Despertó al cabo de un sueño prolongado y profundo, y como estaba frente al reloj, lo estudió, soñoliento. La manecilla se detuvo un instante después del 15; esto, si la esfera se leía desde la medianoche como en el reloj anarresti de veinticuatro horas, significaba que era la media tarde. Pero ¿cómo podía ser la media tarde en el espacio entre dos mundos? Bueno, la nave tendría sin duda un tiempo propio. Se incorporó; ya no se sentía mareado. Se levantó de la cama y probó el equilibrio: satisfactorio, aunque las plantas de los pies no se apoyaban bien en el suelo; el campo de gravedad de la nave parecía algo débil. La sensación no era muy agradable; necesitaba estabilidad, solidez, firmeza. Tratando de encontrarías se dedicó a investigar metódicamente la pequeña cabina.
Las paredes desnudas estaban repletas de sorpresas, prontas para revelársele a un simple toque del panel: lavabo, espejo, escritorio, silla, armario, anaqueles. Había varios artefactos eléctricos por completo misteriosos conectados con el lavabo, y el grifo no dejaba de funcionar cuando lo soltaba; había que cerrarlo; indicio, pensó Shevek, de una gran fe en la naturaleza humana, o de grandes caudales de agua caliente. Aceptó la segunda hipótesis y se lavó de arriba abajo, y como no había toallas se secó con uno de los artefactos misteriosos, que despedía una ráfaga agradable y cosquilleante de aire templado. No encontró su propia ropa y volvió a vestirse con las que llevaba puestas en el momento de despertar: pantalones flojos y anchos y una túnica informe, ambas prendas de un amarillo claro con pequeños lunares azules. Se observó en el espejo. El efecto le pareció lamentable. ¿Era así como se vestían en Urras? Buscó en vano un peine, y se resignó a trenzarse el cabello sobre la nuca; así acicalado intentó salir del cuarto.
No pudo. La puerta estaba cerrada con llave.
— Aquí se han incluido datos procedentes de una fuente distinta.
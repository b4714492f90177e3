//! Mutable execution state for a single graph run.
//!
//! [`GraphRuntimeState`] owns the [`VariablePool`] plus the execution
//! bookkeeping the engine needs to route, pause, and resume: node and edge
//! routing states, the completed-node set, resolved run outputs, the start
//! time, and the completion flag.
//!
//! The state is shared (`Arc`) between the engine, the workers, and the
//! caller. Writes are serialized through the dispatcher — workers only read
//! — so a single `RwLock` around the interior is sufficient; reads of
//! committed data never block each other.
//!
//! # Snapshots
//!
//! [`dumps`](GraphRuntimeState::dumps) serializes the full state into an
//! opaque, versioned byte blob; [`from_snapshot`](GraphRuntimeState::from_snapshot)
//! reconstructs a state that behaves identically for all future events.
//! Replaying the same events against a fresh state and a restored one must
//! yield the same final outputs; everything the engine consults during
//! dispatch is therefore part of the persisted shape.

use chrono::{DateTime, Utc};
use parking_lot::RwLock;
use rustc_hash::{FxHashMap, FxHashSet};
use serde_json::Value;

use crate::segment::Segment;
use crate::snapshot::{PersistedRuntimeState, PersistedVariable, SnapshotError, SNAPSHOT_VERSION};
use crate::types::{EdgeId, NodeId, RouteState, Selector};
use crate::variable_pool::VariablePool;

#[derive(Debug, Default)]
struct StateInner {
    variable_pool: VariablePool,
    outputs: FxHashMap<String, Value>,
    node_states: FxHashMap<NodeId, RouteState>,
    edge_states: FxHashMap<EdgeId, RouteState>,
    completed_nodes: FxHashSet<NodeId>,
    failed_nodes: FxHashSet<NodeId>,
    paused_node: Option<NodeId>,
    completed: bool,
}

/// Shared mutable state of one graph run.
#[derive(Debug)]
pub struct GraphRuntimeState {
    started_at: DateTime<Utc>,
    inner: RwLock<StateInner>,
}

impl Default for GraphRuntimeState {
    fn default() -> Self {
        Self::new()
    }
}

impl GraphRuntimeState {
    /// Fresh state for a new run, started now.
    #[must_use]
    pub fn new() -> Self {
        GraphRuntimeState {
            started_at: Utc::now(),
            inner: RwLock::new(StateInner::default()),
        }
    }

    /// Fresh state seeded with initial variables (typically `sys.*` inputs
    /// and start-node parameters).
    #[must_use]
    pub fn with_variables<I>(variables: I) -> Self
    where
        I: IntoIterator<Item = (Selector, Segment)>,
    {
        let state = Self::new();
        {
            let mut inner = state.inner.write();
            for (selector, value) in variables {
                inner.variable_pool.add(selector, value);
            }
        }
        state
    }

    /// Wall-clock time the run started (restored verbatim from snapshots).
    #[must_use]
    pub fn started_at(&self) -> DateTime<Utc> {
        self.started_at
    }

    // ------------------------------------------------------------------
    // Variable pool access
    // ------------------------------------------------------------------

    /// Read a committed variable.
    pub fn get_variable(&self, selector: &Selector) -> Option<Segment> {
        self.inner.read().variable_pool.get(selector).cloned()
    }

    /// Whether a non-`None` value exists at the selector.
    pub fn variable_exists(&self, selector: &Selector) -> bool {
        self.inner.read().variable_pool.exists(selector)
    }

    /// Commit a variable. Called by the dispatcher when applying a node's
    /// terminal event.
    pub fn add_variable(&self, selector: Selector, value: Segment) {
        self.inner.write().variable_pool.add(selector, value);
    }

    /// Append to an array variable (loop/iteration indices).
    pub fn append_variable(&self, selector: Selector, value: Segment) {
        self.inner.write().variable_pool.append(selector, value);
    }

    /// Clone of the full pool contents, for inspection and tests.
    pub fn variable_snapshot(&self) -> Vec<(Selector, Segment)> {
        self.inner
            .read()
            .variable_pool
            .iter()
            .map(|(sel, seg)| (sel.clone(), seg.clone()))
            .collect()
    }

    // ------------------------------------------------------------------
    // Run outputs
    // ------------------------------------------------------------------

    /// Set a resolved run output, replacing any previous value.
    pub fn set_output(&self, key: impl Into<String>, value: Value) {
        self.inner.write().outputs.insert(key.into(), value);
    }

    /// Merge a response-node output: string values concatenate onto any
    /// existing string instead of overwriting, so multiple response nodes
    /// compose a single answer.
    pub fn merge_output(&self, key: &str, value: Value) {
        let mut inner = self.inner.write();
        match (inner.outputs.get_mut(key), &value) {
            (Some(Value::String(existing)), Value::String(addition)) => {
                existing.push_str(addition);
            }
            _ => {
                inner.outputs.insert(key.to_string(), value);
            }
        }
    }

    /// Clone of the resolved outputs.
    pub fn outputs(&self) -> FxHashMap<String, Value> {
        self.inner.read().outputs.clone()
    }

    // ------------------------------------------------------------------
    // Routing bookkeeping
    // ------------------------------------------------------------------

    pub fn node_state(&self, node_id: &NodeId) -> RouteState {
        self.inner
            .read()
            .node_states
            .get(node_id)
            .copied()
            .unwrap_or_default()
    }

    pub fn set_node_state(&self, node_id: NodeId, state: RouteState) {
        self.inner.write().node_states.insert(node_id, state);
    }

    pub fn edge_state(&self, edge_id: &EdgeId) -> RouteState {
        self.inner
            .read()
            .edge_states
            .get(edge_id)
            .copied()
            .unwrap_or_default()
    }

    pub fn set_edge_state(&self, edge_id: EdgeId, state: RouteState) {
        self.inner.write().edge_states.insert(edge_id, state);
    }

    pub fn mark_node_completed(&self, node_id: NodeId) {
        self.inner.write().completed_nodes.insert(node_id);
    }

    pub fn is_node_completed(&self, node_id: &NodeId) -> bool {
        self.inner.read().completed_nodes.contains(node_id)
    }

    pub fn completed_nodes(&self) -> FxHashSet<NodeId> {
        self.inner.read().completed_nodes.clone()
    }

    pub fn mark_node_failed(&self, node_id: NodeId) {
        self.inner.write().failed_nodes.insert(node_id);
    }

    pub fn is_node_failed(&self, node_id: &NodeId) -> bool {
        self.inner.read().failed_nodes.contains(node_id)
    }

    // ------------------------------------------------------------------
    // Pause / completion
    // ------------------------------------------------------------------

    /// Record the node the run paused on. The node stays un-completed so a
    /// resumed engine re-dispatches it.
    pub fn set_paused_node(&self, node_id: NodeId) {
        self.inner.write().paused_node = Some(node_id);
    }

    pub fn clear_paused_node(&self) {
        self.inner.write().paused_node = None;
    }

    pub fn paused_node(&self) -> Option<NodeId> {
        self.inner.read().paused_node.clone()
    }

    pub fn mark_completed(&self) {
        self.inner.write().completed = true;
    }

    pub fn is_completed(&self) -> bool {
        self.inner.read().completed
    }

    // ------------------------------------------------------------------
    // Snapshots
    // ------------------------------------------------------------------

    /// Serialize the full state into an opaque versioned blob.
    pub fn dumps(&self) -> Result<Vec<u8>, SnapshotError> {
        let inner = self.inner.read();
        let mut variables: Vec<PersistedVariable> = inner
            .variable_pool
            .iter()
            .map(|(sel, seg)| PersistedVariable {
                selector: sel.segments().to_vec(),
                value: seg.clone(),
            })
            .collect();
        // Deterministic blob for identical states.
        variables.sort_by(|a, b| a.selector.cmp(&b.selector));

        let mut completed_nodes: Vec<String> = inner.completed_nodes.iter().cloned().collect();
        completed_nodes.sort();
        let mut failed_nodes: Vec<String> = inner.failed_nodes.iter().cloned().collect();
        failed_nodes.sort();

        let persisted = PersistedRuntimeState {
            version: SNAPSHOT_VERSION,
            started_at: self.started_at.to_rfc3339(),
            completed: inner.completed,
            variables,
            outputs: inner.outputs.clone(),
            node_states: inner.node_states.clone(),
            edge_states: inner.edge_states.clone(),
            completed_nodes,
            failed_nodes,
            paused_node: inner.paused_node.clone(),
        };
        persisted.to_bytes()
    }

    /// Reconstruct a state observably identical to the one that produced
    /// the snapshot.
    pub fn from_snapshot(bytes: &[u8]) -> Result<Self, SnapshotError> {
        let persisted = PersistedRuntimeState::from_bytes(bytes)?;

        let started_at = DateTime::parse_from_rfc3339(&persisted.started_at)
            .map(|dt| dt.with_timezone(&Utc))
            .map_err(|_| SnapshotError::InvalidField("started_at"))?;

        let mut pool = VariablePool::new();
        for var in persisted.variables {
            pool.add(Selector::new(var.selector), var.value);
        }

        let inner = StateInner {
            variable_pool: pool,
            outputs: persisted.outputs,
            node_states: persisted.node_states,
            edge_states: persisted.edge_states,
            completed_nodes: persisted.completed_nodes.into_iter().collect(),
            failed_nodes: persisted.failed_nodes.into_iter().collect(),
            paused_node: persisted.paused_node,
            completed: persisted.completed,
        };

        Ok(GraphRuntimeState {
            started_at,
            inner: RwLock::new(inner),
        })
    }
}

#[cfg(test)]
mod tests {
    use super::*;

    #[test]
    fn snapshot_round_trip_preserves_everything() {
        let state = GraphRuntimeState::new();
        state.add_variable(Selector::of("start", "query"), Segment::from("hi"));
        state.add_variable(Selector::of("llm", "text"), Segment::from("answer"));
        state.set_output("answer", serde_json::json!("answer"));
        state.set_node_state("start".into(), RouteState::Taken);
        state.set_edge_state("start->llm".into(), RouteState::Taken);
        state.mark_node_completed("start".into());
        state.set_paused_node("human".into());

        let blob = state.dumps().unwrap();
        let restored = GraphRuntimeState::from_snapshot(&blob).unwrap();

        assert_eq!(
            restored.get_variable(&Selector::of("llm", "text")),
            Some(Segment::from("answer"))
        );
        assert_eq!(restored.node_state(&"start".into()), RouteState::Taken);
        assert_eq!(restored.edge_state(&"start->llm".into()), RouteState::Taken);
        assert!(restored.is_node_completed(&"start".into()));
        assert_eq!(restored.paused_node(), Some("human".to_string()));
        assert_eq!(restored.started_at(), state.started_at());
        assert!(!restored.is_completed());

        // Identical states serialize identically.
        assert_eq!(blob, restored.dumps().unwrap());
    }

    #[test]
    fn merge_output_concatenates_strings() {
        let state = GraphRuntimeState::new();
        state.merge_output("answer", serde_json::json!("Hello, "));
        state.merge_output("answer", serde_json::json!("world"));
        assert_eq!(
            state.outputs().get("answer"),
            Some(&serde_json::json!("Hello, world"))
        );

        state.merge_output("count", serde_json::json!(1));
        state.merge_output("count", serde_json::json!(2));
        assert_eq!(state.outputs().get("count"), Some(&serde_json::json!(2)));
    }

    #[test]
    fn default_route_state_is_unknown() {
        let state = GraphRuntimeState::new();
        assert_eq!(state.node_state(&"n".into()), RouteState::Unknown);
        assert_eq!(state.edge_state(&"e".into()), RouteState::Unknown);
    }
}
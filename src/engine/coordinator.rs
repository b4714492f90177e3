//! Ordered assembly of streamed response output.
//!
//! The coordinator buffers stream fragments keyed by their full selector
//! and replays them in template order for each response node. One response
//! session is active at a time; sessions for other response nodes queue
//! until the active one completes, so callers observe a single coherent
//! output stream even when branches produce concurrently.
//!
//! Activation follows deterministic reachability: for every response node
//! the coordinator records, per root-to-node path, the edges whose source
//! can still withhold output (branch/container nodes, and nodes that block
//! variable output). When all such edges on some path have been taken, the
//! node will definitely run and its session may start flushing — typically
//! while upstream streams are still being produced.
//!
//! # Object references
//!
//! A template reference may point at an object selector whose producer
//! streams into child selectors (`[n, generation]` vs
//! `[n, generation, content]`). A reference with no direct buffer fans out
//! to every discovered child, forwarding each child's own ordered stream
//! and completing once every child is closed and the producer finished.

use parking_lot::Mutex;
use rustc_hash::{FxHashMap, FxHashSet};
use std::collections::VecDeque;
use std::sync::Arc;
use uuid::Uuid;

use crate::events::StreamChunk;
use crate::graph::Graph;
use crate::state::GraphRuntimeState;
use crate::template::{Template, TemplateSegment};
use crate::types::{ChunkType, EdgeId, NodeExecutionType, NodeId, RouteState, Selector};

/// Buffered fragments for one selector, with a read cursor.
#[derive(Debug, Default)]
struct StreamBuffer {
    chunks: Vec<StreamChunk>,
    position: usize,
}

impl StreamBuffer {
    fn push(&mut self, chunk: StreamChunk) {
        self.chunks.push(chunk);
    }

    fn pop_unread(&mut self) -> Option<StreamChunk> {
        let chunk = self.chunks.get(self.position).cloned()?;
        self.position += 1;
        Some(chunk)
    }
}

/// Streaming progress of one response node.
#[derive(Debug)]
struct ResponseSession {
    node_id: NodeId,
    template: Template,
    /// Index of the segment currently being flushed.
    index: usize,
    /// Children being forwarded for the current object-reference segment.
    fanout: Option<FanoutState>,
}

impl ResponseSession {
    fn new(node_id: NodeId, template: Template) -> Self {
        ResponseSession {
            node_id,
            template,
            index: 0,
            fanout: None,
        }
    }

    fn is_complete(&self) -> bool {
        self.index >= self.template.segments.len()
    }
}

#[derive(Debug, Default)]
struct FanoutState {
    /// Children already being forwarded, in discovery order.
    children: Vec<Selector>,
}

/// One root-to-response-node path, reduced to the edges that can still
/// withhold output.
#[derive(Debug, Clone, Default)]
struct BlockingPath {
    edges: Vec<EdgeId>,
}

impl BlockingPath {
    fn remove_edge(&mut self, edge_id: &EdgeId) {
        self.edges.retain(|e| e != edge_id);
    }

    fn is_empty(&self) -> bool {
        self.edges.is_empty()
    }
}

#[derive(Default)]
struct CoordinatorInner {
    buffers: FxHashMap<Selector, StreamBuffer>,
    /// Selectors in the order their buffers were first created.
    discovery_order: Vec<Selector>,
    closed: FxHashSet<Selector>,
    /// Nodes registered for event acceptance, with their execution ids.
    tracked_executions: FxHashMap<NodeId, String>,
    /// Response nodes in registration order.
    response_nodes: Vec<NodeId>,
    paths: FxHashMap<NodeId, Vec<BlockingPath>>,
    /// Sessions not yet activated.
    pending_sessions: FxHashMap<NodeId, ResponseSession>,
    active: Option<ResponseSession>,
    waiting: VecDeque<ResponseSession>,
}

/// Buffers and re-assembles streaming output fragments in template order.
pub struct ResponseStreamCoordinator {
    graph: Arc<Graph>,
    state: Arc<GraphRuntimeState>,
    inner: Mutex<CoordinatorInner>,
}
La incredulidad inicial de Shevek se transformó en furia, una especie de furia, un ciego deseo de violencia, como jamás había sentido hasta entonces. Sacudió el picaporte impasible, aporreó con ambas manos el bruñido metal efe la puerta, y dando media vuelta, apretó el puño contra el botón de llamada que podía utilizar en caso de emergencia según había dicho el doctor. No pasó nada. Había toda una serie de pequeños botones numerados de distintos colores en el tablero del intercomunicador; con la mano extendida los apretó todos al mismo tiempo. El parlante de la pared empezó a tartamudear:
—Quién demonios… sí en seguida voy… aclare qué… en el veintidós…
La voz de Shevek ahogó los balbuceos:
—¡Abra la puerta!
La puerta se deslizó, y el doctor asomó la cabeza. A la vista de aquella cara amarillenta, ansiosa, lampiña, la cólera de Shevek se enfrió, retrocedió a una penumbra interior.
—La puerta estaba cerrada con llave —dijo.
—Lo siento, doctor Shevek… una precaución… contagio… aislar a los otros…
—Encerrar fuera, encerrar dentro, es lo mismo —dijo Shevek, inclinando la cabeza y mirando al médico con los ojos claros, remotos.
—Seguridad…
—¿Seguridad? ¿Es necesario que me guarden en una caja?
—La sala de oficiales —propuso el doctor diligente, conciliador—. ¿Tiene hambre, señor? Tal vez si quisiera vestirse podríamos ir a la sala.
Shevek miró la vestimenta del doctor: pantalones azules ceñidos recogidos en botas que parecían tan finas y flexibles como si fuesen de tela; una túnica violeta abierta adelante y abrochada con alamares de plata; y bajo la túnica, dejando sólo visible el cuello y las muñecas, una camisa tejida de una deslumbrante blancura.
—¿No estoy vestido? —inquirió Shevek al cabo.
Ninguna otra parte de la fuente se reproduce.